Exercise instructions
Go through the entries below, tally each line with the string "format", and give the final number by itself.

Dataset
___

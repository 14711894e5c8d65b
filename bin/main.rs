use std::path::PathBuf;

use anyhow::Context;
use clap::Parser;

use mazepath::util::parse_img;
use mazepath::{solve, Raster, SolveOptions};

/// Find the shortest path between the top and bottom openings of a maze
/// image and recolour it onto the image.
#[derive(Parser, Debug)]
#[command(version, about)]
struct Args {
    /// Maze image to solve (any format the image crate can read).
    input: PathBuf,

    /// Where to write the solved image.
    #[arg(short, long, default_value = "solved.png")]
    output: PathBuf,

    /// Use plain breadth-first search instead of the Manhattan-guided one.
    #[arg(long)]
    no_heuristic: bool,

    /// Keep dead-end corridors in the graph.
    #[arg(long)]
    no_prune: bool,

    /// Print an ASCII rendering of the parsed maze before solving.
    #[arg(long)]
    ascii: bool,
}

fn print_ascii<M: Raster>(maze: &M) {
    for row in 0..maze.height() {
        for col in 0..maze.width() {
            print!("{}", maze.classify(row * maze.width() + col));
        }
        println!();
    }
}

fn main() -> Result<(), anyhow::Error> {
    env_logger::init();

    let args = Args::parse();

    let img = image::open(&args.input)
        .with_context(|| format!("failed to open {}", args.input.display()))?;
    let mut maze = parse_img(&img)?;

    if args.ascii {
        print_ascii(&maze);
    }

    let options = SolveOptions {
        heuristic: !args.no_heuristic,
        prune: !args.no_prune,
    };

    let result = solve(&mut maze, &options)?;

    println!(
        "shortest path: {} steps from pixel {} to pixel {}",
        result.distance, result.start, result.goal
    );

    maze.into_inner()
        .save(&args.output)
        .with_context(|| format!("failed to save {}", args.output.display()))?;

    Ok(())
}
//! 运行时: 网定义、可发生判定与发生语义.
use indexmap::IndexMap;
use indexmap::map::Entry;
use serde::{Deserialize, Serialize};
use smallvec::SmallVec;
use thiserror::Error;

use crate::net::ids::{ArcId, PlaceId, TransitionId};
use crate::net::index_vec::{Idx, IndexVec};
use crate::net::structure::{Arc, ArcKind, Marking, Place, Transition, Weight};

#[derive(Debug, Error, PartialEq, Eq)]
pub enum NetError {
    #[error("node id `{0}` is already used by another place or transition")]
    DuplicateNode(String),
    #[error("arc id `{0}` is already used")]
    DuplicateArc(String),
}

#[derive(Debug, Error, PartialEq, Eq)]
pub enum FireError {
    #[error("transition {0:?} is out of bounds")]
    OutOfBounds(TransitionId),
    #[error("transition {transition:?} is blocked by arc {arc:?}")]
    NotEnabled {
        transition: TransitionId,
        arc: ArcId,
    },
}

/// A node id resolved to its typed position.
#[derive(Debug, Clone, Copy, PartialEq, Eq, Serialize, Deserialize)]
pub enum Node {
    Place(PlaceId),
    Transition(TransitionId),
}

type ArcList = SmallVec<[ArcId; 4]>;

/// Incoming and outgoing arcs of one transition.
#[derive(Debug, Clone, Default, Serialize, Deserialize)]
pub struct Adjacency {
    pub inputs: ArcList,
    pub outputs: ArcList,
}

#[derive(Debug, Clone, Serialize, Deserialize)]
pub struct Net {
    pub id: String,
    pub name: String,
    places: IndexVec<PlaceId, Place>,
    transitions: IndexVec<TransitionId, Transition>,
    arcs: IndexVec<ArcId, Arc>,
    nodes: IndexMap<String, Node>,
    arc_ids: IndexMap<String, ArcId>,
    adjacency: IndexVec<TransitionId, Adjacency>,
    /// 端点无法解析的弧：保留以便导出，但不参与判定与发生。
    skipped: Vec<ArcId>,
}

impl Net {
    pub fn new(id: impl Into<String>, name: impl Into<String>) -> Self {
        Self {
            id: id.into(),
            name: name.into(),
            places: IndexVec::new(),
            transitions: IndexVec::new(),
            arcs: IndexVec::new(),
            nodes: IndexMap::new(),
            arc_ids: IndexMap::new(),
            adjacency: IndexVec::new(),
            skipped: Vec::new(),
        }
    }

    pub fn empty() -> Self {
        Self::new("net", "")
    }

    pub fn add_place(&mut self, place: Place) -> Result<PlaceId, NetError> {
        let next = PlaceId::from_usize(self.places.len());
        match self.nodes.entry(place.id.clone()) {
            Entry::Occupied(_) => return Err(NetError::DuplicateNode(place.id)),
            Entry::Vacant(slot) => {
                slot.insert(Node::Place(next));
            }
        }
        Ok(self.places.push(place))
    }

    pub fn add_transition(&mut self, transition: Transition) -> Result<TransitionId, NetError> {
        let next = TransitionId::from_usize(self.transitions.len());
        match self.nodes.entry(transition.id.clone()) {
            Entry::Occupied(_) => return Err(NetError::DuplicateNode(transition.id)),
            Entry::Vacant(slot) => {
                slot.insert(Node::Transition(next));
            }
        }
        self.adjacency.push(Adjacency::default());
        Ok(self.transitions.push(transition))
    }

    /// 添加弧并建立迁移的输入/输出索引。
    ///
    /// Arcs whose endpoints are missing, whose orientation is not
    /// place→transition or transition→place, or whose normal weight is zero
    /// are stored but skipped by enabling and firing.
    pub fn add_arc(&mut self, arc: Arc) -> Result<ArcId, NetError> {
        if self.arc_ids.contains_key(&arc.id) {
            return Err(NetError::DuplicateArc(arc.id));
        }
        let source = self.nodes.get(&arc.source).copied();
        let target = self.nodes.get(&arc.target).copied();
        let zero_weight = arc.kind == ArcKind::Normal && arc.weight == 0;
        let arc_key = arc.id.clone();
        let arc_id = self.arcs.push(arc);
        self.arc_ids.insert(arc_key, arc_id);

        match (source, target) {
            _ if zero_weight => self.skip(arc_id, "zero weight"),
            (Some(Node::Place(_)), Some(Node::Transition(t))) => {
                self.adjacency[t].inputs.push(arc_id)
            }
            (Some(Node::Transition(t)), Some(Node::Place(_))) => {
                self.adjacency[t].outputs.push(arc_id)
            }
            (None, _) | (_, None) => self.skip(arc_id, "unknown endpoint"),
            _ => self.skip(arc_id, "not bipartite"),
        }
        Ok(arc_id)
    }

    fn skip(&mut self, arc_id: ArcId, reason: &str) {
        log::warn!("skipping arc {:?}: {}", self.arcs[arc_id], reason);
        self.skipped.push(arc_id);
    }

    pub fn node(&self, id: &str) -> Option<Node> {
        self.nodes.get(id).copied()
    }

    pub fn place_id(&self, id: &str) -> Option<PlaceId> {
        match self.node(id)? {
            Node::Place(place) => Some(place),
            Node::Transition(_) => None,
        }
    }

    pub fn transition_id(&self, id: &str) -> Option<TransitionId> {
        match self.node(id)? {
            Node::Transition(transition) => Some(transition),
            Node::Place(_) => None,
        }
    }

    pub fn place(&self, place: PlaceId) -> Option<&Place> {
        self.places.get(place)
    }

    pub fn transition(&self, transition: TransitionId) -> Option<&Transition> {
        self.transitions.get(transition)
    }

    pub fn arc(&self, arc: ArcId) -> Option<&Arc> {
        self.arcs.get(arc)
    }

    pub fn places(&self) -> impl Iterator<Item = (PlaceId, &Place)> {
        self.places.iter_enumerated()
    }

    pub fn transitions(&self) -> impl Iterator<Item = (TransitionId, &Transition)> {
        self.transitions.iter_enumerated()
    }

    pub fn arcs(&self) -> impl Iterator<Item = (ArcId, &Arc)> {
        self.arcs.iter_enumerated()
    }

    pub fn places_len(&self) -> usize {
        self.places.len()
    }

    pub fn transitions_len(&self) -> usize {
        self.transitions.len()
    }

    pub fn skipped_arcs(&self) -> &[ArcId] {
        &self.skipped
    }

    pub fn inputs(&self, transition: TransitionId) -> &[ArcId] {
        self.adjacency
            .get(transition)
            .map(|adj| adj.inputs.as_slice())
            .unwrap_or_default()
    }

    pub fn outputs(&self, transition: TransitionId) -> &[ArcId] {
        self.adjacency
            .get(transition)
            .map(|adj| adj.outputs.as_slice())
            .unwrap_or_default()
    }

    pub fn initial_marking(&self) -> Marking {
        Marking::new(self.places.iter().map(|p| p.tokens).collect())
    }

    /// Sets a place's initial token count.
    pub fn set_initial_tokens(&mut self, place: PlaceId, tokens: Weight) {
        if let Some(place) = self.places.get_mut(place) {
            place.tokens = tokens;
        }
    }

    /// 返回第一条阻止 `transition` 发生的输入弧（按添加顺序）。
    ///
    /// * 抑制弧：源库所 token 数 > 0 时阻止，权重不参与判断；
    /// * 普通弧：源库所 token 数 < 权重时阻止。
    pub fn blocking_arc(&self, marking: &Marking, transition: TransitionId) -> Option<ArcId> {
        self.inputs(transition).iter().copied().find(|&arc_id| {
            let arc = &self.arcs[arc_id];
            let Some(place) = self.place_id(&arc.source) else {
                return false;
            };
            let tokens = marking.tokens(place);
            match arc.kind {
                ArcKind::Inhibitor => tokens > 0,
                ArcKind::Normal => tokens < arc.weight,
            }
        })
    }

    pub fn can_fire(&self, marking: &Marking, transition: TransitionId) -> bool {
        transition.index() < self.transitions_len()
            && self.blocking_arc(marking, transition).is_none()
    }

    pub fn enabled_transitions(&self, marking: &Marking) -> Vec<TransitionId> {
        self.transitions
            .indices()
            .filter(|&t| self.can_fire(marking, t))
            .collect()
    }

    /// 计算发生后的新标识；不修改传入的标识。
    ///
    /// Normal input arcs consume (floored at zero), every output arc produces.
    pub fn fire_transition(
        &self,
        marking: &Marking,
        transition: TransitionId,
    ) -> Result<Marking, FireError> {
        if transition.index() >= self.transitions_len() {
            return Err(FireError::OutOfBounds(transition));
        }
        if let Some(arc) = self.blocking_arc(marking, transition) {
            return Err(FireError::NotEnabled { transition, arc });
        }

        let mut next = marking.clone();
        for &arc_id in self.inputs(transition) {
            let arc = &self.arcs[arc_id];
            if arc.kind == ArcKind::Inhibitor {
                continue;
            }
            let Some(place) = self.place_id(&arc.source) else {
                continue;
            };
            if let Some(tokens) = next.tokens_mut(place) {
                *tokens = tokens.saturating_sub(arc.weight);
            }
        }
        for &arc_id in self.outputs(transition) {
            let arc = &self.arcs[arc_id];
            let Some(place) = self.place_id(&arc.target) else {
                continue;
            };
            if let Some(tokens) = next.tokens_mut(place) {
                *tokens = tokens.saturating_add(arc.weight);
            }
        }
        Ok(next)
    }
}

impl Default for Net {
    fn default() -> Self {
        Self::empty()
    }
}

___

Reply
3